Just as important: be clear on what your goals are. Ask yourself not just what kind of exposure you’d like, but what kind of exposure is feasible. We all want to be on Oprah, but realistically, most books and authors don’t dovetail with Oprah’s interests (nor does every publicist have the skills and contacts to pull those kinds of strings). Research books like yours to see what kind of publicity they’re getting. If you’re a self- or small-press-published author, you may want your publicist not just to obtain interviews and media coverage for you, but to help you get your books into stores. Some publicists who specialize in self- and small-press-published authors are set up to act as distributors, offering the standard discounts and returns policies that booksellers prefer.
Most of all, keep your expectations realistic. If you’re a commercially published author, don’t assume your publicist will be able to make your book a bestseller. If you’re a small-press or POD-published author, don’t expect your publicist to get you the kind of sales numbers a commercially published book can expect.
You also need to be wary (you knew I’d get to that, didn’t you?). There are lots of charlatans about. Some things to watch out for:
Electronic press release services post your press release at their websites. They may also distribute them to other services or media sources, or make them available as a news feed to subscribers. Sometimes they’ll assist you in writing your press release, or provide a template you can use. One of the biggest online PR services is PRWeb.
However, press releases are a dubious method of publicizing books (see the discussion in Book Marketing Services, above). Even where they’re well-targeted, press releases are often ignored. With the larger press release sites, which host thousands and thousands of press releases, there’s no guarantee your release will be seen by people who browse the site, or be picked up by a larger news service. Even if it is, the lack of precise targeting means that the odds are slim that your book and the viewer’s interests will coincide.
Many of the services offer a basic posting for free, with add-ons you can pay for. There’s no harm taking advantage of a free service, but don’t pay for the extras–it’s unlikely you’ll receive any benefit.
Vanity radio (where guests or show hosts pay for time on a radio station) is a well-known phenomenon of the airwaves. Some of the book marketing services discussed above have their own vanity radio shows, and offer spots to authors for a fee. Vanity radio is also a growing presence online, with increasing numbers of Internet radio stations charging guests to appear.
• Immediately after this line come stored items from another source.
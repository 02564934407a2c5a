// ==========================================
// 披萨面团计算器 - 领域类型定义
// ==========================================
// 职责: 酵母形态枚举 + 领域层错误类型
// 红线: 酵母形态是封闭集合,未知值必须拒绝
// ==========================================

use serde::{Deserialize, Serialize};
use std::fmt;
use std::str::FromStr;
use thiserror::Error;

// ==========================================
// 领域错误 (Domain Error)
// ==========================================
#[derive(Error, Debug, Clone, PartialEq, Eq)]
pub enum DomainError {
    #[error("未知的酵母类型: {0}（仅支持 instant / dry / fresh）")]
    UnknownYeastForm(String),

    #[error("未知的面粉类型: {0}")]
    UnknownFlour(String),
}

// ==========================================
// 酵母形态 (Yeast Form)
// ==========================================
// 效力系数以即发干酵母为基准: instant=1, dry=1.5, fresh=3
// 序列化格式: 小写 (instant / dry / fresh)
#[derive(Debug, Clone, Copy, PartialEq, Eq, Hash, Serialize, Deserialize)]
#[serde(rename_all = "lowercase")]
pub enum YeastForm {
    Instant, // 即发干酵母
    #[serde(alias = "dry-active", alias = "dry_active")]
    Dry, // 活性干酵母
    Fresh, // 鲜酵母
}

impl YeastForm {
    /// 全部酵母形态（按下拉列表顺序）
    pub const ALL: [YeastForm; 3] = [YeastForm::Instant, YeastForm::Dry, YeastForm::Fresh];

    /// 相对即发干酵母的用量系数
    pub fn multiplier(self) -> f64 {
        match self {
            YeastForm::Instant => 1.0,
            YeastForm::Dry => 1.5,
            YeastForm::Fresh => 3.0,
        }
    }

    /// 稳定标识符（与序列化一致）
    pub fn id(self) -> &'static str {
        match self {
            YeastForm::Instant => "instant",
            YeastForm::Dry => "dry",
            YeastForm::Fresh => "fresh",
        }
    }

    /// 显示名称
    pub fn label(self) -> &'static str {
        match self {
            YeastForm::Instant => "即发干酵母",
            YeastForm::Dry => "活性干酵母",
            YeastForm::Fresh => "鲜酵母",
        }
    }
}

impl Default for YeastForm {
    fn default() -> Self {
        YeastForm::Instant
    }
}

impl fmt::Display for YeastForm {
    fn fmt(&self, f: &mut fmt::Formatter<'_>) -> fmt::Result {
        write!(f, "{}", self.id())
    }
}

impl FromStr for YeastForm {
    type Err = DomainError;

    fn from_str(s: &str) -> Result<Self, Self::Err> {
        match s.trim().to_lowercase().as_str() {
            "instant" => Ok(YeastForm::Instant),
            "dry" | "dry-active" | "dry_active" => Ok(YeastForm::Dry),
            "fresh" => Ok(YeastForm::Fresh),
            _ => Err(DomainError::UnknownYeastForm(s.to_string())),
        }
    }
}
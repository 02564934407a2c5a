// ==========================================
// 披萨面团计算器 - 配置层
// ==========================================
// 职责: 表单默认值与校验模式的配置管理,支持文件覆写
// ==========================================

pub mod config_manager;
pub mod form_defaults;

// 重导出核心配置管理器
pub use config_manager::{config_keys, default_config_path, ConfigManager, CONFIG_PATH_ENV};
pub use form_defaults::FormDefaults;
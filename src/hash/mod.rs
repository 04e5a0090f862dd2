//! Stable 64-bit hash functions for categorical bucketing.
//!
//! Two hash families are provided behind one construction-time choice:
//!
//! - [`farmhash64`]: fast, unkeyed FarmHash64 fingerprint, used when no
//!   salt is configured.
//! - [`siphash64`]: keyed SipHash-2-4, used when a salt is configured.
//!
//! Both are platform- and endianness-independent: the same bytes hash to
//! the same 64-bit value everywhere, which is what makes hashed buckets
//! safe to bake into trained models.

mod farm;
mod sip;

pub use farm::farmhash64;
pub use sip::siphash64;

/// Construction-time selection between the two hash families.
///
/// The salted variant carries its normalized key words, so the choice is a
/// plain tagged value rather than a runtime flag or function pointer.
///
/// # Examples
///
/// ```
/// use cubeta::hash::{farmhash64, siphash64, HashFamily};
///
/// assert_eq!(HashFamily::Farm.hash(b"A"), farmhash64(b"A"));
/// assert_eq!(HashFamily::Sip(133, 137).hash(b"A"), siphash64((133, 137), b"A"));
/// ```
#[derive(Debug, Clone, Copy, PartialEq, Eq)]
pub enum HashFamily {
    /// Unkeyed FarmHash64 fingerprint.
    Farm,
    /// SipHash-2-4 keyed by the two salt words.
    Sip(u64, u64),
}

impl HashFamily {
    /// Hashes `data` under this family.
    #[must_use]
    pub fn hash(&self, data: &[u8]) -> u64 {
        match self {
            HashFamily::Farm => farmhash64(data),
            HashFamily::Sip(k0, k1) => siphash64((*k0, *k1), data),
        }
    }
}
//! Shape envelopes for batched categorical data.
//!
//! [`FeatureArray`] carries values plus the structural metadata of a batch
//! (dense grid, sparse coordinate list, or ragged rows). The hashing
//! engine only ever maps values element-wise; the metadata passes through
//! untouched, so a sparse batch in is a sparse batch out with the same
//! indices, and a ragged batch keeps its row lengths.
//!
//! This is deliberately the minimal envelope, not a tensor library: no
//! broadcasting, no reordering, no arithmetic.

use crate::error::{CubetaError, Result};

/// A batch of values in one of three structural forms.
///
/// The constructors validate structural invariants once; after that, every
/// operation preserves them.
///
/// # Examples
///
/// ```
/// use cubeta::array::FeatureArray;
///
/// let batch = FeatureArray::dense(vec!["a", "b", "c", "d"], vec![2, 2]).unwrap();
/// let lengths = batch.map(|s| s.len());
/// assert_eq!(lengths.values(), &[1, 1, 1, 1]);
/// assert_eq!(lengths, FeatureArray::dense(vec![1, 1, 1, 1], vec![2, 2]).unwrap());
/// ```
#[derive(Debug, Clone, PartialEq, Eq)]
pub enum FeatureArray<T> {
    /// Row-major dense grid. A scalar is an empty `shape`.
    Dense {
        /// Element values, `shape.iter().product()` of them.
        values: Vec<T>,
        /// Dimension sizes, outermost first.
        shape: Vec<usize>,
    },
    /// Sparse coordinate list over a dense bounding shape.
    Sparse {
        /// One coordinate per value, each of rank `dense_shape.len()`.
        indices: Vec<Vec<usize>>,
        /// The stored (non-default) values.
        values: Vec<T>,
        /// Bounding shape of the underlying dense grid.
        dense_shape: Vec<usize>,
    },
    /// Variable-length rows over a flat value buffer.
    Ragged {
        /// Concatenated row values.
        values: Vec<T>,
        /// Row boundaries: starts at 0, non-decreasing, ends at
        /// `values.len()`. Row `i` is `values[row_splits[i]..row_splits[i+1]]`.
        row_splits: Vec<usize>,
    },
}

impl<T> FeatureArray<T> {
    /// Creates a dense array, checking that `shape` accounts for every value.
    ///
    /// # Errors
    ///
    /// Returns `CubetaError::InvalidStructure` if the product of `shape`
    /// does not equal `values.len()`.
    pub fn dense(values: Vec<T>, shape: Vec<usize>) -> Result<Self> {
        let expected: usize = shape.iter().product();
        if expected != values.len() {
            return Err(CubetaError::InvalidStructure {
                message: format!(
                    "shape {shape:?} holds {expected} elements, got {} values",
                    values.len()
                ),
            });
        }
        Ok(FeatureArray::Dense { values, shape })
    }

    /// Creates a 1-D dense array from a flat vector.
    #[must_use]
    pub fn from_vec(values: Vec<T>) -> Self {
        let shape = vec![values.len()];
        FeatureArray::Dense { values, shape }
    }

    /// Creates a sparse array, checking coordinate arity and bounds.
    ///
    /// # Errors
    ///
    /// Returns `CubetaError::InvalidStructure` if the number of coordinates
    /// differs from the number of values, if any coordinate's rank differs
    /// from `dense_shape.len()`, or if any coordinate component is out of
    /// bounds.
    pub fn sparse(
        indices: Vec<Vec<usize>>,
        values: Vec<T>,
        dense_shape: Vec<usize>,
    ) -> Result<Self> {
        if indices.len() != values.len() {
            return Err(CubetaError::InvalidStructure {
                message: format!(
                    "{} coordinates for {} values",
                    indices.len(),
                    values.len()
                ),
            });
        }
        for coord in &indices {
            if coord.len() != dense_shape.len() {
                return Err(CubetaError::InvalidStructure {
                    message: format!(
                        "coordinate {coord:?} has rank {}, dense_shape {dense_shape:?} has rank {}",
                        coord.len(),
                        dense_shape.len()
                    ),
                });
            }
            for (axis, (&i, &bound)) in coord.iter().zip(dense_shape.iter()).enumerate() {
                if i >= bound {
                    return Err(CubetaError::InvalidStructure {
                        message: format!(
                            "coordinate {coord:?} exceeds dense_shape {dense_shape:?} on axis {axis}"
                        ),
                    });
                }
            }
        }
        Ok(FeatureArray::Sparse {
            indices,
            values,
            dense_shape,
        })
    }

    /// Creates a ragged array, checking the row-splits invariants.
    ///
    /// # Errors
    ///
    /// Returns `CubetaError::InvalidStructure` if `row_splits` is empty,
    /// does not start at 0, decreases anywhere, or does not end at
    /// `values.len()`.
    pub fn ragged(values: Vec<T>, row_splits: Vec<usize>) -> Result<Self> {
        if row_splits.first() != Some(&0) {
            return Err(CubetaError::InvalidStructure {
                message: format!("row_splits must start at 0, got {row_splits:?}"),
            });
        }
        if row_splits.windows(2).any(|w| w[0] > w[1]) {
            return Err(CubetaError::InvalidStructure {
                message: format!("row_splits must be non-decreasing, got {row_splits:?}"),
            });
        }
        if row_splits.last() != Some(&values.len()) {
            return Err(CubetaError::InvalidStructure {
                message: format!(
                    "row_splits must end at {} (the value count), got {row_splits:?}",
                    values.len()
                ),
            });
        }
        Ok(FeatureArray::Ragged { values, row_splits })
    }

    /// The flat value buffer, in storage order, for any structural form.
    #[must_use]
    pub fn values(&self) -> &[T] {
        match self {
            FeatureArray::Dense { values, .. }
            | FeatureArray::Sparse { values, .. }
            | FeatureArray::Ragged { values, .. } => values,
        }
    }

    /// Number of stored elements.
    #[must_use]
    pub fn len(&self) -> usize {
        self.values().len()
    }

    /// Whether the array stores no elements.
    #[must_use]
    pub fn is_empty(&self) -> bool {
        self.values().is_empty()
    }

    /// Applies `f` to every value, copying all structural metadata verbatim.
    ///
    /// Element `i` of the output depends only on element `i` of the input;
    /// there is no cross-element state.
    #[must_use]
    pub fn map<U>(&self, mut f: impl FnMut(&T) -> U) -> FeatureArray<U> {
        match self {
            FeatureArray::Dense { values, shape } => FeatureArray::Dense {
                values: values.iter().map(&mut f).collect(),
                shape: shape.clone(),
            },
            FeatureArray::Sparse {
                indices,
                values,
                dense_shape,
            } => FeatureArray::Sparse {
                indices: indices.clone(),
                values: values.iter().map(&mut f).collect(),
                dense_shape: dense_shape.clone(),
            },
            FeatureArray::Ragged { values, row_splits } => FeatureArray::Ragged {
                values: values.iter().map(&mut f).collect(),
                row_splits: row_splits.clone(),
            },
        }
    }
}

impl<T> FeatureArray<T> {
    /// Number of rows of a ragged array, or `None` for other forms.
    #[must_use]
    pub fn num_rows(&self) -> Option<usize> {
        match self {
            FeatureArray::Ragged { row_splits, .. } => Some(row_splits.len().saturating_sub(1)),
            _ => None,
        }
    }

    /// Row `i` of a ragged array, or `None` for other forms or out-of-range `i`.
    #[must_use]
    pub fn row(&self, i: usize) -> Option<&[T]> {
        match self {
            FeatureArray::Ragged { values, row_splits } => {
                let (start, end) = (*row_splits.get(i)?, *row_splits.get(i + 1)?);
                Some(&values[start..end])
            }
            _ => None,
        }
    }
}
There’s no circumstance in which it makes sense to pay for radio time. Pay-to-play radio programs, which are often broadcast on obscure AM stations at odd hours, attract small audiences for the same reason that vanity-published books sell few copies: there’s no quality control. Anyone who is willing to hand over the fee can get air time. As for Internet radio, even reputable shows have small audiences. Vanity radio audiences are even smaller.